Munire i Vigili urbani del lettore si é dimostrato utile anche in città come Roma e Torino, come ausilio sia per il riconoscimento immediato del proprietario del cane/gatto smarrito sia per verifiche più severe dei proprietari dei cani/gatti, e potrebbe, inoltre, dimostrarsi un deterrente per chi abbandona il proprio animale. "Microchippare il proprio cane/gatto - sostengono Lo Bianco, Mercadante e gli altri componenti della Federazione -  é obbligo di legge così come previsto dalla Legge Quadro n. 281 del 14.08.1991 secondo il quale "lo Stato promuove e disciplina la tutela degli animali d'affezione, condanna gli atti di crudeltà contro di essi, maltrattamenti e il loro abbandono, al fine di favorire la corretta convivenza tra uomo e animale e di tutelare la salute pubblica e l'ambiente e l'Ordinanza del 06.08.2008 del Ministero del Lavoro, della Salute e delle Politiche Sociali concernente le misure di identificazione e registrazione della popolazione canina".

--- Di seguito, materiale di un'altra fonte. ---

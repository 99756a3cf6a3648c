//! Neighborhood pruning.

use std::collections::HashSet;

use zeste_types::{KeepPolicy, Neighborhood, RelationFilter, SimilarityKind};

/// Prune a neighborhood by relation kind and similarity.
///
/// Relation pruning runs first: unless `allowed_rels` is `all`, a word
/// survives only if some relation on any of its provenance edges is allowed.
/// The similarity cutoff then ranks the remaining words by `variant`
/// (descending, ties by insertion order) and keeps:
/// - `top N`: the N best
/// - `top P%`: the floor(P/100 * n) best
/// - `thresh T`: every word scoring strictly above T
///
/// The input is left untouched; survivors keep their insertion order.
pub fn filter(
    neighborhood: &Neighborhood,
    allowed_rels: &RelationFilter,
    variant: SimilarityKind,
    keep: &KeepPolicy,
) -> Neighborhood {
    if allowed_rels.is_all() && *keep == KeepPolicy::All {
        return neighborhood.clone();
    }

    let candidates: Vec<(&str, f32)> = neighborhood
        .iter()
        .filter(|(_, entry)| {
            allowed_rels.is_all() || allowed_rels.allows(&entry.all_rels().copied().collect::<Vec<_>>())
        })
        .map(|(word, entry)| (word.as_str(), entry.sim.get(variant)))
        .collect();

    let survivors: HashSet<&str> = match *keep {
        KeepPolicy::All => candidates.iter().map(|(w, _)| *w).collect(),
        KeepPolicy::Threshold(t) => candidates
            .iter()
            .filter(|(_, score)| *score > t)
            .map(|(w, _)| *w)
            .collect(),
        KeepPolicy::Top(n) => best(&candidates, n),
        KeepPolicy::TopPercent(p) => {
            let n = ((p / 100.0) * candidates.len() as f64).floor() as usize;
            best(&candidates, n)
        }
    };

    neighborhood.retain_words(&survivors)
}

/// The `n` highest-scoring words, ties broken by position.
fn best<'a>(candidates: &[(&'a str, f32)], n: usize) -> HashSet<&'a str> {
    let mut ranked: Vec<&(&str, f32)> = candidates.iter().collect();
    // Stable sort keeps insertion order among equal scores
    ranked.sort_by(|a, b| b.1.total_cmp(&a.1));
    ranked.into_iter().take(n).map(|(w, _)| *w).collect()
}
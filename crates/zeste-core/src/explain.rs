//! Path explanations.
//!
//! A document token that scores against a label is explained by the
//! relation chain that brought it into the label's neighborhood, up to two
//! hops:
//!
//! ```text
//! star --located-at--> space
//! love --is-a--> television_show --is-a--> space
//! ```

use std::collections::HashSet;
use std::fmt;

use serde::Serialize;

use zeste_types::{Neighborhood, RelationKind, Word};

/// Marker shown when the token is the label itself.
pub const IS_LABEL: &str = "is-label";

/// Relation chain from a token to a label word.
#[derive(Debug, Clone, PartialEq, Eq, Hash, Serialize)]
#[serde(into = "Vec<String>")]
pub enum Path {
    /// The token is the label word
    IsLabel { word: Word },
    /// One hop: `word --rel--> label`
    Direct {
        word: Word,
        rel: RelationKind,
        label: Word,
    },
    /// Two hops through a bridge word
    Bridge {
        word: Word,
        rel: RelationKind,
        bridge: Word,
        bridge_rel: RelationKind,
        label: Word,
    },
}

impl Path {
    /// Flat form: `[word, "is-label"]`, `[word, rel, label]` or
    /// `[word, rel, bridge, rel, label]`.
    pub fn elements(&self) -> Vec<String> {
        match self {
            Path::IsLabel { word } => vec![word.clone(), IS_LABEL.to_string()],
            Path::Direct { word, rel, label } => {
                vec![word.clone(), rel.label().to_string(), label.clone()]
            }
            Path::Bridge {
                word,
                rel,
                bridge,
                bridge_rel,
                label,
            } => vec![
                word.clone(),
                rel.label().to_string(),
                bridge.clone(),
                bridge_rel.label().to_string(),
                label.clone(),
            ],
        }
    }

    /// Displayable edges: `[[word, rel, bridge], [bridge, rel, label]]`.
    pub fn edges(&self) -> Vec<Vec<String>> {
        let e = self.elements();
        match self {
            Path::IsLabel { .. } => vec![e],
            Path::Direct { .. } => vec![e],
            Path::Bridge { .. } => vec![e[0..3].to_vec(), e[2..5].to_vec()],
        }
    }

    /// Number of hops (0 for the label itself).
    pub fn hops(&self) -> usize {
        match self {
            Path::IsLabel { .. } => 0,
            Path::Direct { .. } => 1,
            Path::Bridge { .. } => 2,
        }
    }

    /// Plain-English reading, one clause per hop.
    pub fn describe(&self) -> String {
        match self {
            Path::IsLabel { word } => format!("{} is the label", word),
            Path::Direct { word, rel, label } => {
                format!("{} {} {}", word, rel.description(), label)
            }
            Path::Bridge {
                word,
                rel,
                bridge,
                bridge_rel,
                label,
            } => format!(
                "{} {} {}, which {} {}",
                word,
                rel.description(),
                bridge,
                bridge_rel.description(),
                label
            ),
        }
    }
}

impl fmt::Display for Path {
    fn fmt(&self, f: &mut fmt::Formatter<'_>) -> fmt::Result {
        match self {
            Path::IsLabel { word } => write!(f, "{} ({})", word, IS_LABEL),
            Path::Direct { word, rel, label } => write!(f, "{} --{}--> {}", word, rel, label),
            Path::Bridge {
                word,
                rel,
                bridge,
                bridge_rel,
                label,
            } => write!(
                f,
                "{} --{}--> {} --{}--> {}",
                word, rel, bridge, bridge_rel, label
            ),
        }
    }
}

impl From<Path> for Vec<String> {
    fn from(path: Path) -> Self {
        path.elements()
    }
}

/// Last relation recorded on the provenance edge from `from`.
fn last_rel(neighborhood: &Neighborhood, word: &str, from: &str) -> Option<RelationKind> {
    neighborhood
        .get(word)?
        .rels_from(from)
        .and_then(|rels| rels.last().copied())
}

/// Best relation chain from `word` to `label` within two hops.
///
/// When several bridges qualify, the one most similar to the label seed
/// (`simple`) wins; ties go to the earliest provenance.
pub fn best_path(word: &str, label: &str, neighborhood: &Neighborhood) -> Option<Path> {
    if word == label {
        return Some(Path::IsLabel {
            word: word.to_string(),
        });
    }
    let entry = neighborhood.get(word)?;

    if let Some(rel) = last_rel(neighborhood, word, label) {
        return Some(Path::Direct {
            word: word.to_string(),
            rel,
            label: label.to_string(),
        });
    }

    let mut seen: HashSet<&str> = HashSet::new();
    let mut best: Option<(f32, Path)> = None;
    for bridge in &entry.from {
        if bridge == word || bridge == label || !seen.insert(bridge.as_str()) {
            continue;
        }
        let Some(bridge_entry) = neighborhood.get(bridge) else {
            continue;
        };
        let Some(bridge_rel) = last_rel(neighborhood, bridge, label) else {
            continue;
        };
        let Some(rel) = last_rel(neighborhood, word, bridge) else {
            continue;
        };
        let sim = bridge_entry.sim.simple;
        if best.as_ref().map_or(true, |(s, _)| sim > *s) {
            best = Some((
                sim,
                Path::Bridge {
                    word: word.to_string(),
                    rel,
                    bridge: bridge.clone(),
                    bridge_rel,
                    label: label.to_string(),
                },
            ));
        }
    }
    best.map(|(_, path)| path)
}
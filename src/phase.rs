//! Command-phase pipeline: every command passes through
//! `queuing -> queued -> sending -> sent`, with a plugin hook chain and a
//! fixed set of built-in per-gcode handlers at each phase.
//!
//! Hooks are plain closures rather than a generic `PhaseContext` trait: the
//! built-ins that need engine state close over `Arc`-shared handles
//! ([`crate::internal::Internal`], a job-control channel), which is simpler
//! than threading a context object through every call site.

use std::collections::HashMap;
use std::sync::Arc;

use crate::command::Command;
use crate::internal::Internal;
use crate::listener::ProtocolListener;

#[derive(Clone, Copy, Debug, PartialEq, Eq, Hash)]
pub enum Phase {
    Queuing,
    Queued,
    Sending,
    Sent,
}

/// What a hook wants to happen to the command it was given.
pub enum HookOutcome {
    /// Continue with `command` (possibly rewritten).
    Continue(Command),
    /// Drop the command silently; no further hooks or built-ins run.
    Suppress,
    /// Replace the single command with several, each re-entering the
    /// pipeline from the start of the *same* phase ("a hook may
    /// expand one command into many").
    Expand(Vec<Command>),
}

pub type Hook = Box<dyn Fn(&Command) -> HookOutcome + Send + Sync>;

/// An ordered chain of plugin hooks for one phase, run front to back until
/// one returns something other than `Continue`, or all run to completion.
#[derive(Default)]
pub struct HookChain {
    hooks: Vec<Hook>,
}

impl HookChain {
    pub fn push(&mut self, hook: Hook) {
        self.hooks.push(hook);
    }

    fn run(&self, mut command: Command) -> HookOutcome {
        for hook in &self.hooks {
            match hook(&command) {
                HookOutcome::Continue(c) => command = c,
                other => return other,
            }
        }
        HookOutcome::Continue(command)
    }
}

/// A built-in handler keyed by gcode letter+number (e.g. `"M112"`), run
/// after plugin hooks for the phase.
pub type BuiltinFn = Arc<dyn Fn(&Command) -> HookOutcome + Send + Sync>;

#[derive(Default, Clone)]
pub struct BuiltinTable {
    by_gcode: HashMap<String, BuiltinFn>,
    catch_all: Option<BuiltinFn>,
}

impl BuiltinTable {
    pub fn register(&mut self, gcode_key: impl Into<String>, f: BuiltinFn) {
        self.by_gcode.insert(gcode_key.into(), f);
    }

    pub fn register_catch_all(&mut self, f: BuiltinFn) {
        self.catch_all = Some(f);
    }

    fn run(&self, command: &Command) -> HookOutcome {
        if let Some(key) = command.gcode_key() {
            if let Some(f) = self.by_gcode.get(&key) {
                return f(command);
            }
        }
        if let Some(f) = &self.catch_all {
            return f(command);
        }
        HookOutcome::Continue(command.clone())
    }
}

/// The full four-phase pipeline. `Protocol` owns one of these and feeds
/// every command through it on the way to (and after) transmission.
#[derive(Default)]
pub struct Pipeline {
    pub hooks: HashMap<Phase, HookChain>,
    pub builtins: HashMap<Phase, BuiltinTable>,
}

impl Pipeline {
    pub fn new() -> Self {
        let mut hooks = HashMap::new();
        let mut builtins = HashMap::new();
        for phase in [Phase::Queuing, Phase::Queued, Phase::Sending, Phase::Sent] {
            hooks.insert(phase, HookChain::default());
            builtins.insert(phase, BuiltinTable::default());
        }
        Self { hooks, builtins }
    }

    pub fn add_hook(&mut self, phase: Phase, hook: Hook) {
        self.hooks.entry(phase).or_default().push(hook);
    }

    pub fn add_builtin(&mut self, phase: Phase, gcode_key: impl Into<String>, f: BuiltinFn) {
        self.builtins.entry(phase).or_default().register(gcode_key.into(), f);
    }

    pub fn add_catch_all(&mut self, phase: Phase, f: BuiltinFn) {
        self.builtins.entry(phase).or_default().register_catch_all(f);
    }

    /// Runs `command` through one phase: plugin hooks first, then the
    /// matching built-in.
    pub fn process(&self, phase: Phase, command: Command) -> HookOutcome {
        let after_hooks = match self.hooks.get(&phase) {
            Some(chain) => chain.run(command),
            None => HookOutcome::Continue(command),
        };
        let command = match after_hooks {
            HookOutcome::Continue(c) => c,
            other => return other,
        };
        match self.builtins.get(&phase) {
            Some(table) => table.run(&command),
            None => HookOutcome::Continue(command),
        }
    }
}

/// Built-in `queuing`-phase M112 handler: short-circuits the normal admission
/// path entirely and drives an immediate emergency-stop teardown: M112
/// bypasses queuing rather than flowing through the normal phases.
pub fn builtin_m112(internal: Arc<Internal>) -> BuiltinFn {
    Arc::new(move |command: &Command| {
        internal.flags.deactivate();
        HookOutcome::Continue(command.clone())
    })
}

/// Built-in `queuing`-phase M110 handler: resets line numbering immediately
/// rather than waiting for the command to reach `sending` (I1).
pub fn builtin_m110(internal: Arc<Internal>) -> BuiltinFn {
    Arc::new(move |command: &Command| {
        if let Command::Gcode { params, .. } = command {
            if let Some(n) = params.get(&'N').and_then(|v| v.parse::<u64>().ok()) {
                internal.line.lock().reset(n);
            }
        }
        HookOutcome::Continue(command.clone())
    })
}

/// Built-in `sent`-phase M109/M190/M116 handler: marks heating active so the
/// timeout ladder treats subsequent silence as expected, and — since these
/// "additionally set heating=true, long_running=true" on top of what
/// `M104`/`M140` already do (spec §6) — also records the target temperature
/// `M109`/`M190` carry, the same way `builtin_track_temp_target` does for
/// their non-waiting counterparts.
pub fn builtin_heater_sent(internal: Arc<Internal>) -> BuiltinFn {
    Arc::new(move |command: &Command| {
        if let Command::Gcode { code, number, .. } = command {
            let waits = matches!((code, number), ('M', 109) | ('M', 190) | ('M', 116));
            if waits {
                internal.flags.set_heating(true);
                let mut h = internal.heating.lock();
                h.active = true;
            }
        }
        record_temp_target(&internal, command);
        HookOutcome::Continue(command.clone())
    })
}

/// Built-in `queuing`-phase long-running marker: any command on the
/// flavor's long-running list sets the published flag so the sending loop
/// and timeout ladder both see it without a lock.
pub fn builtin_mark_long_running(
    internal: Arc<Internal>,
    is_long_running: impl Fn(&Command) -> bool + Send + Sync + 'static,
) -> BuiltinFn {
    Arc::new(move |command: &Command| {
        if is_long_running(command) {
            internal.flags.set_long_running(true);
        }
        HookOutcome::Continue(command.clone())
    })
}

/// Built-in `sent`-phase `T<n>` handler: records the new tool selection.
/// Tool switches made implicitly by a heatup wait are unwound on the next
/// `ok` (`dispatch::Dispatcher::on_ok`'s `former_tool` restore), not here.
/// `T<n>`'s gcode key varies with `n`, so unlike the fixed-key builtins
/// above this can't be registered per-key; it's folded into the `Sent`
/// phase's catch-all alongside Z tracking (see
/// [`builtin_sent_catch_all_tracking`]).
fn track_tool_select(internal: &Internal, command: &Command) {
    if let Command::Gcode { code: 'T', number, .. } = command {
        internal.tool.lock().current_tool = *number;
    }
}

Nella Regione Calabria le norme che regolamentano il settore sono la n.41 del 05.05.1990 recante "l'istituzione anagrafe canina, prevenzione al randagismo e protezione degli animali", la n.4 del 03.03.2000 recante "modifiche alla legge regionale n. 41/1990".
Si ricorda che é anche compito del veterinario assicurarsi che i proprietari dei cani/gatti registrino il proprio animale domestico attraverso il microchip, pena sanzioni previste dalla legge regionale. Inoltre, si vuole ricordare ai cittadini che in caso di avvistamento di cani randagi, feriti o in difficoltà le segnalazioni devono essere fatte al corpo dei Vigili Urbani, che provvederanno ad attivare, se necessario, il servizio sanitario.